Q: I get a message: panic IBM MCA SCSI: command error .... , what can
I do against this?
A: Previously, I followed the way by ignoring command errors by using
ibmmcascsi=forgiveall, but this command no longer exists and is
obsolete. If such a problem appears, it is caused by some segmentation
fault of the driver, which maps to some unallowed area. The latest
version of the driver should be ok, as most bugs have been solved.
Q: There are still kernel panics, even after having set
ibmmcascsi=forgiveall. Are there other possibilities to prevent
such panics?
A: No, get just the latest release of the driver and it should work
better and better with increasing version number. Forget about this
ibmmcascsi=forgiveall, as also ignorecmd are obsolete.!
Q: Linux panics or stops without any comment, but it is probable, that my
harddisk(s) have bad blocks.
A: Sorry, the bad-block handling is still a feeble point of this driver,
but is on the schedule for development in the near future.
Q: Linux panics while dynamically assigning SCSI-ids or ldns.
A: If you disconnect a SCSI-device from the machine, while Linux is up
and the driver uses dynamical reassignment of logical device numbers
(ldn), it really gets "angry" if it won't find devices, that were still
present at boottime and stops Linux.
Q: The system does not recover after an abort-command has been generated.

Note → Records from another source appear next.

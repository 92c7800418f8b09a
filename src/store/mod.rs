//! Record stores - tables of field maps with their secondary indexes.
//!
//! A store holds one table per registered [`ModelMeta`]. Every write goes
//! through [`RecordStore::apply`], which validates the versions a cursor
//! observed and then applies the whole [`Batch`] or nothing.
//!
//! ## Example
//!
//! ```ignore
//! use stdnet_rust::{FieldSpec, InMemoryRecordStore, ModelMeta, RecordStore};
//!
//! let store = InMemoryRecordStore::new();
//! store.register(ModelMeta::new("users").field(FieldSpec::new("name").indexed()))?;
//!
//! let id = store.put("users", None, fields)?;
//! let ids = store.lookup("users", "name", "a")?;
//! ```

mod fault;
mod in_memory;
mod snapshot;
mod store;

use std::collections::BTreeMap;

use crate::record::{Fields, IndexPair, RecordId, RecordKey};

pub use fault::FaultPlan;
pub use in_memory::InMemoryRecordStore;
pub use store::RecordStore;

/// A single staged change.
#[derive(Debug, Clone, PartialEq, Eq)]
pub enum Operation {
    /// Full overwrite of a record and its index pairs.
    Put {
        table: String,
        id: RecordId,
        fields: Fields,
        indexes: Vec<IndexPair>,
    },
    Delete {
        table: String,
        id: RecordId,
    },
}

impl Operation {
    pub fn table(&self) -> &str {
        match self {
            Operation::Put { table, .. } | Operation::Delete { table, .. } => table,
        }
    }

    pub fn id(&self) -> RecordId {
        match self {
            Operation::Put { id, .. } | Operation::Delete { id, .. } => *id,
        }
    }

    pub fn key(&self) -> RecordKey {
        RecordKey::new(self.table(), self.id())
    }
}

/// Operations to apply atomically, plus the record versions they were
/// staged against. Version `0` means the record was absent.
#[derive(Debug, Clone, Default)]
pub struct Batch {
    operations: Vec<Operation>,
    observed: BTreeMap<RecordKey, u64>,
}

impl Batch {
    pub fn new() -> Self {
        Self::default()
    }

    /// Record the version seen for `key`. The first observation wins.
    pub fn observe(&mut self, key: RecordKey, version: u64) {
        self.observed.entry(key).or_insert(version);
    }

    pub fn push(&mut self, operation: Operation) {
        self.operations.push(operation);
    }

    pub fn operations(&self) -> &[Operation] {
        &self.operations
    }

    pub fn observed(&self) -> &BTreeMap<RecordKey, u64> {
        &self.observed
    }

    pub fn len(&self) -> usize {
        self.operations.len()
    }

    pub fn is_empty(&self) -> bool {
        self.operations.is_empty()
    }

    pub(crate) fn into_operations(self) -> Vec<Operation> {
        self.operations
    }
}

A: This is regrettably true, as it is not yet understood, why the
SCSI-adapter does really NOT generate any interrupt at the end of
the abort-command. As no interrupt is generated, the abort command
cannot get finished and the system hangs, sorry, but checks are
running to hunt down this problem. If there is a real pending command,
the interrupt MUST get generated after abort. In this case, it
should finish well.
Q: The system gets in bad shape after a SCSI-reset, is this known?
A: Yes, as there are a lot of prescriptions (see the Linux Hackers'
Guide) what has to be done for reset, we still share the bad shape of
the reset functions with all other low level SCSI-drivers.

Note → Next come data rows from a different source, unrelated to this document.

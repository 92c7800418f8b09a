//! Backend - the store-facing side of one model.
//!
//! A backend pairs a [`ModelMeta`] with an explicitly injected store handle
//! and exposes the operations the model layer calls: `add_object`,
//! `delete_object`, `commit` and `flush`. Writes staged with `commit = false`
//! accumulate in the backend's pending cursor until `commit`.
//!
//! ## Example
//!
//! ```ignore
//! let store = InMemoryRecordStore::new();
//! let users = Backend::bind(users_meta, store.clone())?;
//!
//! users.add_object(None, fields, indexes, false)?;
//! users.add_object(None, more_fields, more_indexes, false)?;
//! assert_eq!(users.commit()?, 2);
//!
//! let mut deleted = Vec::new();
//! users.delete_object(id, &mut deleted)?;
//! ```

use std::collections::{BTreeMap, BTreeSet, HashSet, VecDeque};

use parking_lot::Mutex;
use tracing::{debug, warn};

use crate::cursor::Cursor;
use crate::error::{CascadeError, Result, StoreError};
use crate::meta::ModelMeta;
use crate::record::{Fields, IndexPair, Record, RecordId, RecordKey};
use crate::store::{InMemoryRecordStore, RecordStore};

#[cfg(feature = "emitter")]
use crate::signals::{CommitSignal, DeleteSignal, Signals, POST_COMMIT, POST_DELETE};

/// Facade between a model and its record store.
pub struct Backend<S: RecordStore + Clone = InMemoryRecordStore> {
    meta: ModelMeta,
    store: Option<S>,
    pending: Mutex<Option<Cursor<S>>>,
    #[cfg(feature = "emitter")]
    signals: Signals,
}

impl<S: RecordStore + Clone> Backend<S> {
    /// A backend with no store. Every operation fails with `ModelNotRegistered`.
    pub fn unbound(meta: ModelMeta) -> Self {
        Backend {
            meta,
            store: None,
            pending: Mutex::new(None),
            #[cfg(feature = "emitter")]
            signals: Signals::new(),
        }
    }

    /// Register `meta` with `store` and bind to it.
    pub fn bind(meta: ModelMeta, store: S) -> Result<Self> {
        let mut backend = Self::unbound(meta);
        backend.bind_to(store)?;
        Ok(backend)
    }

    /// Rebind to another store. Pending work for the old store is discarded.
    pub fn bind_to(&mut self, store: S) -> Result<()> {
        store.register(self.meta.clone())?;
        *self.pending.get_mut() = None;
        self.store = Some(store);
        debug!(table = self.meta.name(), "backend bound");
        Ok(())
    }

    pub fn is_bound(&self) -> bool {
        self.store.is_some()
    }

    pub fn meta(&self) -> &ModelMeta {
        &self.meta
    }

    pub fn table(&self) -> &str {
        self.meta.name()
    }

    /// The bound store.
    pub fn store(&self) -> Result<&S> {
        self.store
            .as_ref()
            .ok_or_else(|| StoreError::not_registered(self.meta.name()))
    }

    #[cfg(feature = "emitter")]
    pub fn signals(&self) -> &Signals {
        &self.signals
    }

    /// Stage a full overwrite of a record, committing the pending cursor
    /// right away when `commit` is true.
    ///
    /// `indexes` pairs naming an unindexed field, or carrying a value the
    /// field map does not hold, fail with a `FieldError` and stage nothing.
    pub fn add_object(
        &self,
        id: Option<RecordId>,
        fields: Fields,
        indexes: Vec<IndexPair>,
        commit: bool,
    ) -> Result<RecordId> {
        let store = self.store()?;
        let mut pending = self.pending.lock();

        let cursor = pending.get_or_insert_with(|| Cursor::new(store.clone()));
        let id = cursor.stage_put(self.table(), id, fields, indexes)?;

        if commit {
            self.commit_pending(&mut pending)?;
        }
        Ok(id)
    }

    /// Validate loose values against the schema, then `add_object` them.
    pub fn save(&self, id: Option<RecordId>, values: Fields, commit: bool) -> Result<RecordId> {
        self.store()?;
        let prepared = self.meta.prepare(values)?;
        self.add_object(id, prepared.fields, prepared.indexes, commit)
    }

    /// Commit the pending cursor. The next write starts a fresh one.
    pub fn commit(&self) -> Result<usize> {
        self.store()?;
        let mut pending = self.pending.lock();
        self.commit_pending(&mut pending)
    }

    /// Discard the pending cursor. Returns how many operations were dropped.
    pub fn rollback(&self) -> Result<usize> {
        self.store()?;
        match self.pending.lock().take() {
            Some(mut cursor) => cursor.rollback(),
            None => Ok(0),
        }
    }

    /// Operations staged and not yet committed.
    pub fn pending(&self) -> usize {
        self.pending.lock().as_ref().map_or(0, Cursor::len)
    }

    pub fn get(&self, id: RecordId) -> Result<Record> {
        self.store()?.get(self.table(), id)
    }

    pub fn lookup(&self, field: &str, value: &str) -> Result<BTreeSet<RecordId>> {
        self.store()?.lookup(self.table(), field, value)
    }

    pub fn filter(&self, field: &str, value: &str) -> Result<Vec<Record>> {
        self.store()?.filter(self.table(), field, value)
    }

    pub fn count(&self) -> Result<usize> {
        self.store()?.len(self.table())
    }

    /// Delete a record and, first, everything that depends on it through
    /// declared relations. Each removed key is appended to `dlist`.
    ///
    /// Every removal commits on its own. On failure the error carries the
    /// number of records already removed.
    pub fn delete_object(
        &self,
        id: RecordId,
        dlist: &mut Vec<RecordKey>,
    ) -> std::result::Result<usize, CascadeError> {
        let store = self.store().map_err(|e| CascadeError::new(0, e))?;
        let plan = cascade_plan(store, RecordKey::new(self.table(), id))
            .map_err(|e| CascadeError::new(0, e))?;

        let mut removed = 0;
        for key in plan {
            let mut cursor = Cursor::new(store.clone());
            let result = cursor
                .stage_delete(&key.table, key.id)
                .and_then(|()| cursor.commit());
            if let Err(source) = result {
                warn!(record = %key, removed, error = %source, "cascade delete stopped");
                return Err(CascadeError::new(removed, source));
            }

            removed += 1;
            #[cfg(feature = "emitter")]
            self.signals.emit(
                POST_DELETE,
                &DeleteSignal {
                    table: key.table.clone(),
                    id: key.id,
                },
            );
            dlist.push(key);
        }

        debug!(table = self.table(), %id, removed, "cascade delete");
        Ok(removed)
    }

    /// Truncate this table and every table reachable through relations,
    /// indexes included, in one store step. Returns the records removed.
    pub fn flush(&self) -> Result<usize> {
        let store = self.store()?;
        let tables = related_tables(store, self.table())?;
        let removed = store.truncate_all(&tables)?;
        debug!(table = self.table(), removed, "flushed");
        Ok(removed)
    }

    /// What `flush` would remove, per table, without removing anything.
    pub fn count_pending_flush(&self) -> Result<BTreeMap<String, usize>> {
        let store = self.store()?;
        let mut counts = BTreeMap::new();
        for table in related_tables(store, self.table())? {
            let len = store.len(&table)?;
            counts.insert(table, len);
        }
        Ok(counts)
    }

    fn commit_pending(&self, pending: &mut Option<Cursor<S>>) -> Result<usize> {
        let Some(mut cursor) = pending.take() else {
            return Ok(0);
        };
        let applied = cursor.commit()?;

        #[cfg(feature = "emitter")]
        if applied > 0 {
            self.signals.emit(
                POST_COMMIT,
                &CommitSignal {
                    table: self.table().to_string(),
                    applied,
                },
            );
        }
        Ok(applied)
    }
}

/// Deletion order for `root` and its dependents: every dependent comes
/// before the record it depends on. Cycles are cut at the first revisit.
fn cascade_plan<S: RecordStore>(store: &S, root: RecordKey) -> Result<Vec<RecordKey>> {
    if !store.contains(&root.table, root.id)? {
        return Err(StoreError::not_found(&root.table, root.id));
    }

    let mut visited = HashSet::new();
    let mut order = Vec::new();
    let mut stack = vec![(root, false)];

    while let Some((key, expanded)) = stack.pop() {
        if expanded {
            order.push(key);
            continue;
        }
        if !visited.insert(key.clone()) {
            continue;
        }

        let meta = store.meta(&key.table)?;
        let parent = key.id.to_string();
        stack.push((key, true));

        for relation in meta.relations() {
            for child in store.filter(&relation.table, &relation.field, &parent)? {
                let child = RecordKey::new(relation.table.clone(), child.id);
                if !visited.contains(&child) {
                    stack.push((child, false));
                }
            }
        }
    }
    Ok(order)
}

/// `root` and every table reachable from it through relations, breadth first.
fn related_tables<S: RecordStore>(store: &S, root: &str) -> Result<Vec<String>> {
    let mut seen = HashSet::from([root.to_string()]);
    let mut queue = VecDeque::from([root.to_string()]);
    let mut tables = Vec::new();

    while let Some(table) = queue.pop_front() {
        for relation in store.meta(&table)?.relations() {
            if seen.insert(relation.table.clone()) {
                queue.push_back(relation.table.clone());
            }
        }
        tables.push(table);
    }
    Ok(tables)
}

Astonishingly, reset works in most cases quite ok, but the harddisks
won't run in synchronous mode anymore after a reset, until you reboot.

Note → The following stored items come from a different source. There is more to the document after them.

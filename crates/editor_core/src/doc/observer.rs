//! The observer protocol: a registered party is told about every mutation
//! right after the document has finished making it, so it can keep a
//! derived structure (a search index, a minimap, a highlighter) in sync
//! without re-scanning the whole document each time.
//!
//! Implementations must not panic. The document dispatches notifications
//! inside `catch_unwind` as a last line of defense (mirroring the
//! original's `NOEXCEPT` observer methods, which simply cannot fail as far
//! as the document is concerned), but a panicking observer still loses its
//! own state and should be considered a bug in the observer, not something
//! to design around.

use super::core::Document;
use crate::coord::MCoord;

#[allow(unused_variables)]
pub trait DocumentObserver {
    fn observe_insert_line(&mut self, doc: &Document, line: usize) {}
    fn observe_delete_line(&mut self, doc: &Document, line: usize) {}
    fn observe_insert_text(&mut self, doc: &Document, coord: MCoord, bytes: &[u8]) {}
    fn observe_delete_text(&mut self, doc: &Document, coord: MCoord, length_bytes: usize) {}
    /// The document was replaced wholesale (a `swap_with` from `read_file`,
    /// or a whole-file replace) -- any incremental bookkeeping should be
    /// rebuilt from scratch instead of trying to interpret it as a sequence
    /// of line/text edits.
    fn observe_total_change(&mut self, doc: &Document) {}
    fn observe_unsaved_changes_change(&mut self, doc: &Document) {}
}

/// A handle returned by [`Document::add_observer`], used to remove that
/// observer later. Observer identity in this crate is this id, not
/// pointer/object equality.
#[derive(Clone, Copy, Debug, PartialEq, Eq, Hash)]
pub struct ObserverId(pub(super) u64);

Q: Why does my XXX w/Cache adapter not use read-prefetch?
A: Ok, that is not completely possible. If a cache is present, the
adapter tries to use it internally. Explicitly, one can use the cache
with a read prefetch command, maybe in future, but this requires
some major overhead of SCSI-commands that risks the performance to
go down more than it gets improved. Tests with that are running.
Q: I have a IBM SCSI-2 Fast/Wide adapter, it boots in some way and hangs.
A: Yes, that is understood, as for sure, your SCSI-2 Fast/Wide adapter
was in such a case recognized as integrated SCSI-adapter or something
else, but not as the correct adapter. As the I/O-ports get assigned
wrongly by that reason, the system should crash in most cases. You
should upgrade to the latest release of the SCSI-driver. The
recommended version is 3.2 or later. Here, the F/W support is in
a stable and reliable condition. Wide-addressing is in addition
Q: I get an Oops message and something like "killing interrupt".
A: The reason for this is that the IBM SCSI-subsystem only sends a
termination status back, if some error appeared. In former releases
of the driver, it was not checked, if the termination status block
is NULL. From version 3.2, it is taken care of this.
Q: I have a F/W adapter and the driver sees my internal SCSI-devices,
but ignores the external ones.
A: Select combined busmode in the IBM config-program and check for that
no SCSI-id on the external devices appears on internal devices.
Reboot afterwards. Dual busmode is supported, but works only for the
internal bus, yet. External bus is still ignored. Take care for your
SCSI-ids. If combined bus-mode is activated, on some adapters,
the wide-addressing is not possible, so devices with ids between 8
and 15 get ignored by the driver & adapter!
Q: I have a 9595 and I get a NMI during heavy SCSI I/O e.g. during fsck.
A COMMAND ERROR is reported and characters on the screen are missing.
Warm reboot is not possible. Things look like quite weird.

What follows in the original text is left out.